A total of 40 infants completed the study. The randomization process took into consideration age, birth order, weight, weekly crying time, whether the baby was breastfed or not, and the sex of the infant. Comparison of weekly crying time by observation of treated infants and infants in the control group indicated a statistically significant difference between the groups (P<0.05). From the first observation, the mean weekly crying times decreased in the lavender group, whereas the control group did not show any changes in the mean weekly crying times during the study period. There were statistically significant differences between all the measurements from the treatment group in comparison to preliminary measurements taken before aromatherapy massage treatment (P<0.01). However, there were no significant differences found between the measurements for the control group in comparison to preliminary observations (P>0.01).
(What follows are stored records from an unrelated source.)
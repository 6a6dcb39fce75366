//! Shopify theme SEO checker.
//!
//! Installs into a shop through OAuth, fetches theme files from the Admin
//! REST API and scores their markup against a fixed set of SEO rules.

pub mod api;
pub mod cli;
pub mod config;
pub mod db;
pub mod errors;
pub mod seo;
pub mod shopify;
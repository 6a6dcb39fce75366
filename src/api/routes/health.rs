use axum::Json;
use serde_json::{json, Value};

pub async fn root() -> Json<Value> {
    Json(json!({"message": "Shopify SEO Checker API is running"}))
}

pub async fn health_check() -> Json<Value> {
    Json(json!({
        "status": "healthy",
        "service": "shopify-seo",
        "version": env!("CARGO_PKG_VERSION"),
        "git_hash": option_env!("GIT_HASH").unwrap_or("dev"),
        "built_at": option_env!("BUILD_TIMESTAMP").unwrap_or("unknown"),
    }))
}
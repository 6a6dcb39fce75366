use axum::{
    extract::{Query, State},
    http::StatusCode,
    response::Redirect,
    Json,
};
use serde_json::{json, Value};
use tracing::info;
use crate::api::models::{AuthCallbackResponse, CallbackQuery, ShopQuery};
use crate::api::AppState;
use crate::errors::SeoError;
use crate::shopify;

/// Start the OAuth flow by sending the merchant to Shopify's consent page.
pub async fn install(
    State(state): State<AppState>,
    Query(query): Query<ShopQuery>,
) -> Result<Redirect, SeoError> {
    let url = shopify::install_url(&state.settings, &query.shop)?;
    info!(shop = %query.shop, "Redirecting to Shopify install page");
    Ok(Redirect::temporary(&url))
}

/// OAuth callback: exchange the code for an access token.
pub async fn callback(
    State(state): State<AppState>,
    Query(query): Query<CallbackQuery>,
) -> Result<Json<AuthCallbackResponse>, (StatusCode, Json<Value>)> {
    match shopify::exchange_code_for_token(&state.http, &state.settings, &state.db, &query.shop, &query.code).await {
        Ok(_) => Ok(Json(AuthCallbackResponse {
            message: "App installed!".to_string(),
            shop: query.shop,
        })),
        // A failed handshake is the caller's problem, not an auth failure of this API
        Err(e @ (SeoError::Authentication(_) | SeoError::InvalidShop(_))) => {
            Err((StatusCode::BAD_REQUEST, Json(json!({"error": e.to_string()}))))
        }
        Err(e) => Err((e.status_code(), Json(json!({"error": e.to_string()})))),
    }
}
use std::path::Path;

use tracing::{debug, info, warn};

use crate::errors::SeoError;
use super::credentials::resolve_credential;
use super::types::*;

const MAX_CONFIG_BYTES: u64 = 1_048_576;

/// Load settings for the running process: `.env` first, then the optional
/// YAML file, with process environment variables taking precedence.
pub async fn load_settings(path: Option<&Path>) -> Result<Settings, SeoError> {
    match dotenvy::dotenv() {
        Ok(env_path) => info!(path = %env_path.display(), "Loaded .env file"),
        Err(e) if e.not_found() => debug!("No .env file found"),
        Err(e) => warn!(error = %e, "Failed to read .env file"),
    }

    load_settings_with(path, &|name: &str| std::env::var(name).ok()).await
}

/// Same as [`load_settings`] but reads variables through `lookup` and skips
/// `.env` discovery.
pub async fn load_settings_with(
    path: Option<&Path>,
    lookup: &dyn Fn(&str) -> Option<String>,
) -> Result<Settings, SeoError> {
    let mut file = match path {
        Some(path) => read_settings_file(path).await?,
        None => SettingsFile::default(),
    };

    apply_env(&mut file, lookup)?;
    resolve(file, lookup)
}

async fn read_settings_file(path: &Path) -> Result<SettingsFile, SeoError> {
    if !path.exists() {
        return Err(SeoError::Config(format!("Config file not found: {}", path.display())));
    }

    let metadata = tokio::fs::metadata(path).await?;
    if metadata.len() > MAX_CONFIG_BYTES {
        return Err(SeoError::Config("Config file exceeds 1MB limit".into()));
    }

    let content = tokio::fs::read_to_string(path).await?;
    if content.trim().is_empty() {
        return Ok(SettingsFile::default());
    }
    Ok(serde_yaml::from_str(&content)?)
}

fn apply_env(file: &mut SettingsFile, lookup: &dyn Fn(&str) -> Option<String>) -> Result<(), SeoError> {
    let strings = [
        ("SHOPIFY_API_KEY", &mut file.shopify_api_key),
        ("SHOPIFY_API_SECRET", &mut file.shopify_api_secret),
        ("APP_URL", &mut file.app_url),
        ("DATABASE_URL", &mut file.database_url),
        ("SHOPIFY_API_VERSION", &mut file.api_version),
        ("SHOPIFY_SCOPES", &mut file.scopes),
        ("SHOPIFY_BASE_URL", &mut file.shopify_base_url),
    ];
    for (var, slot) in strings {
        if let Some(value) = lookup(var).filter(|v| !v.is_empty()) {
            *slot = Some(value);
        }
    }

    if let Some(value) = lookup("FETCH_CONCURRENCY") {
        file.fetch_concurrency = Some(parse_number("FETCH_CONCURRENCY", &value)?);
    }
    if let Some(value) = lookup("MAX_RETRIES") {
        file.max_retries = Some(parse_number("MAX_RETRIES", &value)?);
    }
    Ok(())
}

fn parse_number<T: std::str::FromStr>(var: &str, value: &str) -> Result<T, SeoError> {
    value
        .trim()
        .parse()
        .map_err(|_| SeoError::Config(format!("{} must be a non-negative integer, got '{}'", var, value)))
}

fn resolve(file: SettingsFile, lookup: &dyn Fn(&str) -> Option<String>) -> Result<Settings, SeoError> {
    let required = |value: Option<String>, name: &str| -> Result<String, SeoError> {
        value
            .map(|v| resolve_credential(&v, lookup))
            .filter(|v| !v.is_empty())
            .ok_or_else(|| SeoError::Config(format!("Missing required setting: {}", name)))
    };

    let mut settings = Settings::new(
        &required(file.shopify_api_key, "shopify_api_key")?,
        &required(file.shopify_api_secret, "shopify_api_secret")?,
        &required(file.app_url, "app_url")?,
    );

    if let Some(database_url) = file.database_url {
        settings.database_url = database_url;
    }
    if let Some(api_version) = file.api_version {
        settings.api_version = api_version;
    }
    if let Some(scopes) = file.scopes {
        settings.scopes = scopes;
    }
    settings.shopify_base_url = file.shopify_base_url;
    if let Some(concurrency) = file.fetch_concurrency {
        if concurrency == 0 {
            return Err(SeoError::Config("fetch_concurrency must be at least 1".into()));
        }
        settings.fetch_concurrency = concurrency;
    }
    if let Some(max_retries) = file.max_retries {
        settings.max_retries = max_retries;
    }

    Ok(settings)
}
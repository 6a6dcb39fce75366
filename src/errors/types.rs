use thiserror::Error;

#[derive(Debug, Error)]
pub enum SeoError {
    #[error("Configuration error: {0}")]
    Config(String),

    #[error("{0}")]
    Authentication(String),

    #[error("Invalid shop: {0}")]
    InvalidShop(String),

    #[error("{0}")]
    NotFound(String),

    /// Non-success reply from the Shopify Admin API.
    #[error("Shopify API error ({status}): {message}")]
    Upstream { status: u16, message: String },

    #[error("Network error: {0}")]
    Network(String),

    #[error("Rate limited: {0}")]
    RateLimit(String),

    #[error("Timeout: {0}")]
    Timeout(String),

    #[error("Database error: {0}")]
    Database(String),

    #[error("IO error: {0}")]
    Io(#[from] std::io::Error),

    #[error("JSON error: {0}")]
    Json(#[from] serde_json::Error),

    #[error("YAML error: {0}")]
    Yaml(#[from] serde_yaml::Error),

    #[error("Internal error: {0}")]
    Internal(String),
}

impl From<reqwest::Error> for SeoError {
    fn from(e: reqwest::Error) -> Self {
        if e.is_timeout() {
            SeoError::Timeout(e.to_string())
        } else {
            SeoError::Network(e.to_string())
        }
    }
}
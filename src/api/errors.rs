use axum::{http::StatusCode, response::IntoResponse, Json};
use serde_json::json;
use tracing::error;
use crate::errors::SeoError;

impl SeoError {
    pub fn status_code(&self) -> StatusCode {
        match self {
            SeoError::Config(_) | SeoError::InvalidShop(_) => StatusCode::BAD_REQUEST,
            SeoError::Authentication(_) => StatusCode::UNAUTHORIZED,
            SeoError::NotFound(_) => StatusCode::NOT_FOUND,
            _ => StatusCode::INTERNAL_SERVER_ERROR,
        }
    }
}

impl IntoResponse for SeoError {
    fn into_response(self) -> axum::response::Response {
        let status = self.status_code();
        if status.is_server_error() {
            error!(error = %self, error_type = self.classify().error_type, "Request failed");
        }

        (status, Json(json!({"error": self.to_string()}))).into_response()
    }
}
use async_trait::async_trait;
use crate::errors::SeoError;
use super::types::AssetInfo;

/// Where theme files come from. Implemented by [`super::ShopifyClient`];
/// tests and the offline CLI supply their own.
#[async_trait]
pub trait ThemeSource: Send + Sync {
    /// Domain of the shop the theme belongs to
    fn shop(&self) -> &str;

    /// Id of the published theme, if the shop has one
    async fn get_active_theme_id(&self) -> Result<Option<String>, SeoError>;

    /// All assets of a theme. Empty when the listing is unavailable.
    async fn list_theme_assets(&self, theme_id: &str) -> Result<Vec<AssetInfo>, SeoError>;

    /// Text content of one asset. `None` when it cannot be retrieved.
    async fn get_theme_asset(&self, theme_id: &str, asset_key: &str) -> Result<Option<String>, SeoError>;
}
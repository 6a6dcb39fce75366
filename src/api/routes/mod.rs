pub mod auth;
pub mod health;
pub mod seo;
pub mod themes;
authors conclude that aromatherapy massage with lavender oil could be effective
for the reduction of infantile colic. The authors further support the results
of this study by stating that both massage and aromatherapy massage are considered
to decrease anxiety, aid with muscle relaxation, as well as pain, and that
lavender oil has antispasmodic effects. Other aromatic herbs that have
effectively treated colic when administered orally were also referenced in this
study, including fennel (Foeniculum
vulgare), German chamomile (Matricaria
recutita), and lemon balm (Melissa
officinalis).1,2 Although this study indicated a reduction of
infantile colic symptoms after using massage and aromatherapy together, this
study does not assess if abdominal massage alone is any different than massage
with lavender oil, nor does this study compare lavender oil aromatherapy alone to
the control or the combination; though the author does mention two previous
studies that were done on infantile colic and abdominal massage which did find
that infantile abdominal massage only was effective in decreasing crying time
and symptoms of colic. Understanding these differences may provide more
information on the specific benefits of using abdominal massage, aromatherapy
massage, or aromatherapy with lavender oil.
—Laura M. Bystrom, PhD
1Alexandrovich I, Rakovitskaya O, Kolmo E, Sidorova T, Shushunov S. The effect of fennel (Foeniculum vulgare) seed oil emulsion in infantile colic: a randomized, placebo-controlled study. Altern Ther Health Med. July-August 2003;9(4):58-61.
2Savino F, Cresi F, Castagno E, Silvestro L, Oggero R. A randomized double-blind placebo-controlled trial of a standardized extract of Matricariae [sic] recutita, Foeniculum vulgare and Melissa officinalis (ColiMil®) in the treatment of breastfed colicky infants. Phytother Res. April 2005;19(4):335-340.